A jury found defendant guilty of two counts of attempted assault in the first degree and criminal possession of a weapon in the second degree stemming from evidence that he fired shots into a vehicle occupied by Edwin Lambert and Daniel Barker on the night of July 18, 2005. Finding no merit to any of the contentions raised on appeal, we now affirm.

As conceded by defendant, his challenge to the legal sufficiency of the evidence against him has not been properly preserved for review by a specific motion to dismiss at the close of the People's proof (see e.g. People v Doyle, 48 AD3d 961, 962 [2008]). Contrary to defendant's contention, reversal in the interest of justice is not warranted. In addition, upon the exercise of our factual review power (see People v Romero, 7 NY3d 633, 643-644 [2006]; People v Bleakley, 69 NY2d 490, 495 [1987]), we are unpersuaded that the verdict was against the weight of the evidence for the following reasons. [*2]

Trial testimony established that on the evening of the shooting, defendant and Lambert got into a verbal argument at a local park which turned into a physical altercation a few minutes later outside a nearby fast food restaurant. Barker, who was friends with Lambert, witnessed both incidents. According to Barker, upon breaking up the scuffle in the restaurant parking lot, the man with whom Lambert was fighting warned Lambert a few times that he had "something for [him]." This man then took off in his vehicle. Less than one hour later, as Lambert and Barker were driving through defendant's neighborhood, three shots were fired at their vehicle. According to Barker, he immediately looked over his shoulder in the direction of the fired shots and recognized the shooter as being the same man with whom Lambert had been fighting less than one hour earlier.

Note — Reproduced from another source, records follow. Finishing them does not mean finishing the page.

// SPDX-License-Identifier: BUSL-1.1
// Copyright (c) 2026 Alfred Jean LLC

//! Centralized environment variable access for the CLI crate.

use std::path::PathBuf;
use std::str::FromStr;

use thiserror::Error;

/// App namespace used when `DND_APP_ID` is unset
pub const DEFAULT_APP_ID: &str = "focus_bridge";

/// Session flag file inside the state directory
pub const SESSION_FILE: &str = "session.json";

#[derive(Debug, Error, PartialEq, Eq)]
pub enum EnvError {
    #[error("could not determine state directory (set DND_STATE_DIR or HOME)")]
    NoStateDir,
    #[error("unknown adapter '{0}': expected auto, gnome or noop")]
    UnknownAdapter(String),
}

// --- State directory ---

/// Resolve state directory: DND_STATE_DIR > XDG_STATE_HOME/dnd > ~/.local/state/dnd
pub fn state_dir() -> Result<PathBuf, EnvError> {
    if let Ok(dir) = std::env::var("DND_STATE_DIR") {
        return Ok(PathBuf::from(dir));
    }
    if let Ok(xdg) = std::env::var("XDG_STATE_HOME") {
        return Ok(PathBuf::from(xdg).join("dnd"));
    }
    let home = dirs::home_dir().ok_or(EnvError::NoStateDir)?;
    Ok(home.join(".local/state/dnd"))
}

pub fn session_file() -> Result<PathBuf, EnvError> {
    Ok(state_dir()?.join(SESSION_FILE))
}

// --- App identity ---

pub fn app_id() -> String {
    std::env::var("DND_APP_ID")
        .ok()
        .filter(|s| !s.is_empty())
        .unwrap_or_else(|| DEFAULT_APP_ID.to_string())
}

// --- Adapter selection ---

#[derive(Debug, Clone, Copy, Default, PartialEq, Eq)]
pub enum AdapterKind {
    /// GNOME when `gsettings` answers, otherwise no-op
    #[default]
    Auto,
    Gnome,
    NoOp,
}

impl FromStr for AdapterKind {
    type Err = EnvError;

    fn from_str(s: &str) -> Result<Self, Self::Err> {
        match s.trim().to_ascii_lowercase().as_str() {
            "" | "auto" => Ok(AdapterKind::Auto),
            "gnome" => Ok(AdapterKind::Gnome),
            "noop" | "none" => Ok(AdapterKind::NoOp),
            other => Err(EnvError::UnknownAdapter(other.to_string())),
        }
    }
}

pub fn adapter() -> Result<AdapterKind, EnvError> {
    match std::env::var("DND_ADAPTER") {
        Ok(value) => value.parse(),
        Err(_) => Ok(AdapterKind::default()),
    }
}

// --- Logging ---

pub fn log_file() -> Option<PathBuf> {
    std::env::var("DND_LOG_FILE")
        .ok()
        .filter(|s| !s.is_empty())
        .map(PathBuf::from)
}

#[cfg(test)]
#[path = "env_tests.rs"]
mod tests;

In challenging the weight of the evidence against him, defendant argues that there was insufficient proof establishing him as the shooter because Barker's testimony was implausible, inconsistent and unreliable. In particular, defendant argues that it was impossible for Barker to identify the shooter with such a brief glance over his shoulder in the dark. While a contrary verdict would not have been unreasonable had the jury rejected Barker's testimony, it was the jury's province to resolve all credibility issues and this Court accords due deference to such determinations (see e.g. People v Doyle, 48 AD3d at 963; People v Gathers, 47 AD3d 959 [2008]). Weighing the evidence in a neutral light (see e.g. id.), we conclude that the verdict finding defendant responsible for the shooting was not against the weight of the evidence (see People v Clemmons, 46 AD3d 1117 [2007], lv denied 10 NY3d 763 [2008]; People v Johnson, 38 AD3d 1012 [2007]; People v Hutcherson, 25 AD3d 912 [2006], lv denied 6 NY3d 849 [2006]).

Finally, there was a sufficient factual predicate to support a jury instruction on consciousness of guilt. Trial testimony established that, within two days of the shooting, a police detective assigned to the case identified defendant as the suspect and thereafter attempted without success to locate him. According to this detective, he conducted an extensive check of known locations for defendant and also left word with his girlfriend and family members that he was looking for defendant and needed to speak with him, to no avail. Defendant was finally arrested on February 26, 2006. This evidence provided sufficient grounds for the charge (see People v Holland, 174 AD2d 508, 509-510 [1991], lv denied 78 NY2d 1011 [1991]).

Peters, J.P., Kane, Malone Jr. and Stein, JJ., concur. Ordered that the judgment is affirmed.